La réver­si­bi­li­té se défi­nit comme la capa­ci­té pour les géné­ra­tions suc­ces­sives soit de pour­suivre la construc­tion puis l’exploitation des tranches suc­ces­sives d’un sto­ckage, soit de rééva­luer les choix défi­nis anté­rieu­re­ment et de faire évo­luer les solu­tions de ges­tion. En paral­lèle du dépôt de la demande d’autorisation de créa­tion et du sui­vi de son ins­truc­tion, les grandes étapes à venir sont la réa­li­sa­tion de tra­vaux pré­pa­ra­toires, ain­si que la pré­pa­ra­tion des méthodes et du sché­ma indus­triel de réa­li­sa­tion. 

Des solutions adaptables aux différents scénarios de politique énergétique de la France ? 

L’Inven­taire natio­nal four­nit éga­le­ment, tous les cinq ans, des esti­ma­tions pros­pec­tives des quan­ti­tés de matières et déchets selon plu­sieurs scé­na­rios contras­tés concer­nant le deve­nir des ins­tal­la­tions nucléaires et la poli­tique éner­gé­tique de la France à long terme. 

L’analyse des inven­taires pros­pec­tifs de l’édition 2018, fon­dés sur trois scé­na­rios de renou­vel­le­ment du parc élec­tro­nu­cléaire fran­çais et d’un scé­na­rio de non-renou­vel­le­ment (arrêt du nucléaire), met notam­ment en avant d’une part que des capa­ci­tés sup­plé­men­taires de sto­ckage en sur­face seront néces­saires dans tous les cas (nou­velles ins­tal­la­tions ou exten­sion des ins­tal­la­tions existantes). 

L’atteinte de la capa­ci­té auto­ri­sée du CSA inter­vien­drait à l’horizon 2060 et celle du Cires à l’horizon 2040 (sous réserve de l’obtention de l’autorisation d’augmentation de capa­ci­té de sto­ckage en pro­jet). D’autre part, l’adaptabilité et la pro­gres­si­vi­té de l’installation Cigéo, autres outils tech­niques de la réver­si­bi­li­té du pro­jet, per­mettent de s’adapter aux dif­fé­rents scé­na­rios envi­sa­gés. 
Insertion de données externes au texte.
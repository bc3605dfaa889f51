//! Scoring constants

use serde::{Deserialize, Serialize};

use crate::error::{RecommenderError, RecommenderResult};

/// Base confidence and slope for one tier-1 rule, capped at `ceiling`
#[derive(Debug, Clone, Copy, PartialEq, Serialize, Deserialize)]
pub struct ConfidenceRule {
    /// Average below which the rule fires (ignored by rules without one)
    pub threshold: f64,
    pub base: f64,
    pub slope: f64,
    pub ceiling: f64,
}

impl ConfidenceRule {
    pub const fn new(threshold: f64, base: f64, slope: f64, ceiling: f64) -> Self {
        Self {
            threshold,
            base,
            slope,
            ceiling,
        }
    }

    /// `base + (threshold - average) * slope`, capped at the ceiling
    pub fn below_threshold(&self, average: f64) -> f64 {
        (self.base + (self.threshold - average) * self.slope).min(self.ceiling)
    }

    /// `base + (average - threshold) * slope`, capped at the ceiling
    pub fn above_threshold(&self, average: f64) -> f64 {
        (self.base + (average - self.threshold) * self.slope).min(self.ceiling)
    }
}

#[derive(Debug, Clone, PartialEq, Serialize, Deserialize)]
#[serde(default)]
pub struct ScoringConfig {
    /// Lookback windows in days, shortest first
    pub windows: Vec<i64>,
    /// Most recent sessions considered
    pub max_sessions: usize,
    /// Exercises completed this recently are never recommended
    pub recency_exclusion_days: i64,
    pub max_recommendations: usize,

    /// A skill practiced fewer times than this is a gap
    pub gap_min_frequency: u32,
    /// A skill averaging below this over all history is a gap
    pub gap_average: f64,

    /// Average within 14 days below 3.0
    pub recent_struggle: ConfidenceRule,
    pub recent_struggle_days: i64,
    /// Average within 7 days below 3.5
    pub very_recent_struggle: ConfidenceRule,
    pub very_recent_struggle_days: i64,
    /// Gap skill never practiced by a player with more than this many sessions
    pub never_practiced_min_sessions: usize,
    pub never_practiced_confidence: f64,
    /// Gap skill not practiced for longer than `stale_after_days`
    pub stale_after_days: i64,
    pub stale_max_extra_days: i64,
    pub stale: ConfidenceRule,
    /// Gap skill averaging below 3.0 over all history
    pub overall_struggle: ConfidenceRule,
    /// Generic gap and variety entries
    pub variety_base: f64,
    pub variety_max_jitter: f64,
    pub default_seed: u64,

    /// Skill mastered: average at or above this over at least `mastery_min_reps`
    pub mastery_average: f64,
    pub mastery_min_reps: u32,
    pub progression: ConfidenceRule,
    pub success: ConfidenceRule,

    /// Confidence when the player has no history at all
    pub new_player_confidence: f64,

    pub difficulty_exact_bonus: f64,
    pub difficulty_near_bonus: f64,
    pub difficulty_far_penalty: f64,

    pub min_confidence: f64,
    pub max_confidence: f64,
}

impl Default for ScoringConfig {
    fn default() -> Self {
        Self {
            windows: vec![3, 7, 14, 30],
            max_sessions: 30,
            recency_exclusion_days: 3,
            max_recommendations: 5,

            gap_min_frequency: 2,
            gap_average: 3.0,

            recent_struggle: ConfidenceRule::new(3.0, 0.82, 0.04, 0.90),
            recent_struggle_days: 14,
            very_recent_struggle: ConfidenceRule::new(3.5, 0.75, 0.06, 0.84),
            very_recent_struggle_days: 7,
            never_practiced_min_sessions: 5,
            never_practiced_confidence: 0.85,
            stale_after_days: 14,
            stale_max_extra_days: 10,
            stale: ConfidenceRule::new(0.0, 0.70, 0.01, 0.80),
            overall_struggle: ConfidenceRule::new(3.0, 0.65, 0.05, 0.75),
            variety_base: 0.55,
            variety_max_jitter: 0.10,
            default_seed: 42,

            mastery_average: 4.0,
            mastery_min_reps: 3,
            progression: ConfidenceRule::new(4.0, 0.72, 0.08, 0.80),
            success: ConfidenceRule::new(4.0, 0.62, 0.08, 0.70),

            new_player_confidence: 0.70,

            difficulty_exact_bonus: 0.08,
            difficulty_near_bonus: 0.03,
            difficulty_far_penalty: -0.10,

            min_confidence: 0.40,
            max_confidence: 0.90,
        }
    }
}

impl ScoringConfig {
    pub fn clamp(&self, confidence: f64) -> f64 {
        confidence.clamp(self.min_confidence, self.max_confidence)
    }

    /// Longest lookback window, used for category balance
    pub fn balance_window(&self) -> i64 {
        self.windows.iter().copied().max().unwrap_or(30)
    }

    pub fn validate(&self) -> RecommenderResult<()> {
        let invalid = |field: &'static str, reason: &str| {
            Err(RecommenderError::InvalidConfig {
                field,
                reason: reason.to_string(),
            })
        };

        if self.windows.is_empty() || self.windows.iter().any(|d| *d <= 0) {
            return invalid("windows", "must list positive day counts");
        }
        if !(0.0..=1.0).contains(&self.min_confidence)
            || !(0.0..=1.0).contains(&self.max_confidence)
            || self.min_confidence > self.max_confidence
        {
            return invalid("min_confidence", "must not exceed max_confidence within 0..=1");
        }
        if self.max_recommendations == 0 {
            return invalid("max_recommendations", "must be at least 1");
        }
        if !(self.variety_max_jitter >= 0.0 && self.variety_max_jitter.is_finite()) {
            return invalid("variety_max_jitter", "must be a finite, non-negative number");
        }
        Ok(())
    }
}
//! Generator-specific data types

use std::fmt;
use std::time::Duration;

use serde::{Deserialize, Serialize};

/// Pipeline phase a model call belongs to
#[derive(Debug, Clone, Copy, PartialEq, Eq, Hash, Serialize, Deserialize)]
#[serde(rename_all = "lowercase")]
pub enum Stage {
    Scout,
    Coach,
    Writer,
    Referee,
    /// Single-stage training plan generation
    Plan,
}

impl Stage {
    pub fn as_str(&self) -> &'static str {
        match self {
            Stage::Scout => "scout",
            Stage::Coach => "coach",
            Stage::Writer => "writer",
            Stage::Referee => "referee",
            Stage::Plan => "plan",
        }
    }
}

impl fmt::Display for Stage {
    fn fmt(&self, f: &mut fmt::Formatter<'_>) -> fmt::Result {
        f.write_str(self.as_str())
    }
}

/// One chat-completion call
#[derive(Debug, Clone, PartialEq)]
pub struct ModelRequest {
    pub stage: Stage,
    pub model: String,
    pub system: String,
    pub user: String,
    pub temperature: f32,
    pub max_tokens: u32,
}

/// Model response data
#[derive(Debug, Clone)]
pub struct ModelResponse {
    pub content: String,
    pub prompt_tokens: u32,
    pub completion_tokens: u32,
    pub model_used: String,
    pub response_time: Duration,
}

impl ModelResponse {
    /// Response carrying only text, as produced by fakes
    pub fn text(content: impl Into<String>) -> Self {
        Self {
            content: content.into(),
            prompt_tokens: 0,
            completion_tokens: 0,
            model_used: String::new(),
            response_time: Duration::ZERO,
        }
    }

    pub fn tokens_used(&self) -> u32 {
        self.prompt_tokens + self.completion_tokens
    }
}

/// A problem the Referee found with a draft, plus how to fix it
#[derive(Debug, Clone, PartialEq, Eq, Serialize, Deserialize)]
pub struct RefereeIssue {
    pub check: String,
    pub issue: String,
    #[serde(default)]
    pub fix: String,
}

impl RefereeIssue {
    pub fn new(check: impl Into<String>, issue: impl Into<String>, fix: impl Into<String>) -> Self {
        Self {
            check: check.into(),
            issue: issue.into(),
            fix: fix.into(),
        }
    }
}

impl fmt::Display for RefereeIssue {
    fn fmt(&self, f: &mut fmt::Formatter<'_>) -> fmt::Result {
        if self.fix.is_empty() {
            write!(f, "{}: {}", self.check, self.issue)
        } else {
            write!(f, "{}: {}. Fix: {}", self.check, self.issue, self.fix)
        }
    }
}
La ques­tion de la ges­tion des déchets fait par­tie inté­grante des tra­vaux préa­lables à la déci­sion de l’État concer­nant la mise en œuvre de nou­veaux réac­teurs. Si les études pré­li­mi­naires montrent que ces déchets ne pré­sentent aucun élé­ment tech­nique rédhi­bi­toire à leur prise en charge, elles ne pré­jugent pas des pro­ces­sus régle­men­taires et démo­cra­tiques requis pour la ges­tion des déchets induits par de nou­veaux réacteurs. 

Nul doute que l’impact d’un tel pro­gramme sur le cycle du com­bus­tible et la ges­tion des déchets sera abor­dé dans le cadre du débat public « nou­veaux réac­teurs nucléaires et pro­jet Pen­ly » ouvert le 27 octobre 2022. L’exercice de cla­ri­fi­ca­tion des contro­verses tech­niques, exi­gé par la Com­mis­sion natio­nale du débat public, per­met­tra de don­ner des élé­ments fac­tuels aux citoyens par­ti­ci­pants.